Roubaix rivoluzione tecnica al limite del gravel
Tadej Pogacar punta dritto all’Inferno del Nord alla Parigi-Roubaix, in programma domenica 12 aprile. La corsa propone 54,8 km di tratti iconici in pavé nel nord della Francia, un terreno che spesso decide la differenza tra chi resiste e chi impone il ritmo. Dopo aver conquistato Milano-Sanremo e il Giro delle Fiandre, lo sloveno mira a centrare la prima vittoria in carriera proprio sulla Roubaix, oltre a provare a mantenere vivo l’ambizioso obiettivo di vincere tutte le cinque Classiche Monumento nella stessa stagione: un’impresa che non risulta mai realizzata nella storia del ciclismo.
parigi-roubaix: pogacar e la caccia alla prima vittoria
La presenza di Pogacar cambia i riflettori sulla corsa, soprattutto per il peso del suo momento di forma. Il Campione del Mondo in carica arriva alla prova con l’intenzione di trasformare l’esperienza acquisita negli anni in un risultato concreto, puntando alla affermazione nel ribattezzato Inferno del Nord. L’obiettivo non riguarda solo la prestazione singola: la traiettoria della stagione viene letta anche attraverso la possibilità di inseguire un traguardo storico legato alle Monumento.
parigi-roubaix: mathieu van der poel come principale avversario
La sfida si preannuncia particolarmente serrata con Mathieu van der Poel, indicato come riferimento per le ultime edizioni. L’olandese ha saputo imporsi nelle ultime tre Parigi-Roubaix e punta a consolidare la propria leadership nel tentativo di completare quel poker di successi che nessuna grande leggenda del passato è riuscita a ottenere.
parigi-roubaix: filipo ganna e gli outsider lungo il pavé
Tra i possibili protagonisti viene citato anche Filippo Ganna, considerato un candidato “comodo” per incidere sulla corsa. Accanto a lui, la vigilia lascia spazio alla possibilità che altri outsider riescano a rovesciare gli equilibri lungo il tracciato che porta verso il Velodromo di riferimento. In un percorso dove il pavé amplifica le differenze, l’interazione tra tattica e gestione dello sforzo può spalancare scenari inaspettati.
pneumatici da 35 millimetri: il possibile segreto di pogacar
Alla vigilia della corsa si parla di un possibile elemento tecnico capace di incidere in modo concreto sull’assetto. L’attenzione si concentra su una misura degli pneumatici definita molto particolare per un’uscita a quelle latitudini: si farebbe riferimento a pneumatici da 35 millimetri di spessore. La misura risulta quasi inedita su strada e più comune nel gravel.

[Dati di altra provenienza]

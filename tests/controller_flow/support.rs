//! Gemeinsame Helfer für die Controller-Flow-Tests.

use glam::Vec2;
use neon_sign_studio::{AppController, AppIntent, AppState, EditorTool, NeonPath};
use std::sync::Arc;

/// Frische App (Controller + State mit leerem Dokument).
pub fn new_app() -> (AppController, AppState) {
    (AppController::new(), AppState::new())
}

/// Schickt einen Intent durch den Controller; Fehler lassen den Test scheitern.
pub fn send(controller: &mut AppController, state: &mut AppState, intent: AppIntent) {
    controller
        .handle_intent(state, intent)
        .expect("intent handling failed");
}

/// Werkzeugwechsel.
pub fn set_tool(controller: &mut AppController, state: &mut AppState, tool: EditorTool) {
    send(
        controller,
        state,
        AppIntent::SetEditorToolRequested { tool },
    );
}

/// Primärtaste an einer Weltposition drücken (ohne Shift).
pub fn press(controller: &mut AppController, state: &mut AppState, x: f32, y: f32) {
    send(
        controller,
        state,
        AppIntent::PointerPressed {
            world_pos: Vec2::new(x, y),
            shift: false,
        },
    );
}

/// Primärtaste mit gehaltenem Shift drücken.
pub fn shift_press(controller: &mut AppController, state: &mut AppState, x: f32, y: f32) {
    send(
        controller,
        state,
        AppIntent::PointerPressed {
            world_pos: Vec2::new(x, y),
            shift: true,
        },
    );
}

/// Zeiger bewegen.
pub fn drag_to(controller: &mut AppController, state: &mut AppState, x: f32, y: f32) {
    send(
        controller,
        state,
        AppIntent::PointerMoved {
            world_pos: Vec2::new(x, y),
        },
    );
}

/// Primärtaste loslassen.
pub fn release(controller: &mut AppController, state: &mut AppState, x: f32, y: f32) {
    send(
        controller,
        state,
        AppIntent::PointerReleased {
            world_pos: Vec2::new(x, y),
        },
    );
}

/// Fügt dem Dokument direkt einen offenen Linienpfad hinzu.
pub fn insert_line(state: &mut AppState, points: Vec<f32>) -> u64 {
    let doc = Arc::make_mut(&mut state.document);
    let id = doc.allocate_id();
    doc.push_path(NeonPath {
        id,
        points,
        color: [0xE0, 0x1F, 0xFF],
        width: 4.0,
        glow: 10.0,
        corner_radius: 0.0,
        is_smooth: false,
        smooth_tension: 0.5,
        is_closed: None,
    });
    id
}
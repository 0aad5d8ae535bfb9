//! Geteilte Typen für layer-übergreifende Verträge.
//!
//! Enthält Typen, die zwischen `app`, `render` und `export` geteilt werden,
//! um direkte Abhängigkeiten zu vermeiden.

pub mod options;

pub use options::EditorOptions;
pub use options::{DRAG_EPSILON, MIN_TUBE_ANGLE_DEG};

Secondo quanto riportato dalla testata specializzata Cyclingenews, il Campione del Mondo in carica potrebbe adottare questa soluzione per la seconda apparizione in carriera alla Parigi-Roubaix a distanza di dodici mesi. Nella precedente occasione si era dovuto accontentare della seconda piazza, dopo una fase calda del duello con van der Poel interrotta da una caduta.
continental gp5000 s tr: anteriore 35 mm e posteriore 32 mm
Il fornitore della UAE Emirates è Continental, con l’idea collegata al recente lancio degli pneumatici GP5000 S TR da 35 mm. L’ipotesi è che Pogacar possa montare il modello da 35 mm sulla ruota anteriore, mentre per la parte posteriore sarebbe prevista una scelta da 32 millimetri.
vantaggi e rischio: vibrazioni assorbite e forature
Uno pneumatico di larghezza elevata comporta un maggiore rischio di foratura, tema noto quando si incrementa lo spessore. Allo stesso tempo, la larghezza superiore, almeno in teoria, consente di assorbire meglio le vibrazioni generate dal pavé e di favorire una conduzione più efficace sulle pietre, con l’obiettivo di andare più veloci.
precedenti: misura 32 mm e abitudine a 30 mm
La scelta viene letta anche alla luce dei precedenti. Pogacar è indicato come quattro volte vincitore del Tour de France e nel confronto con le Roubaix recenti risulta che lo scorso anno gareggiò con una doppia configurazione da 32 mm, nel contesto del suo esordio. In prospettiva storica, risulta invece che abitualmente corra con misure da 30 mm, rendendo ancora più evidente il passaggio verso i 35 mm evocati per questa edizione.
protagonisti principali e riferimenti al cast della corsa
La corsa ruota attorno a un confronto di altissimo livello, con figure che vengono indicate come punti di riferimento o possibili interlocutori lungo il percorso.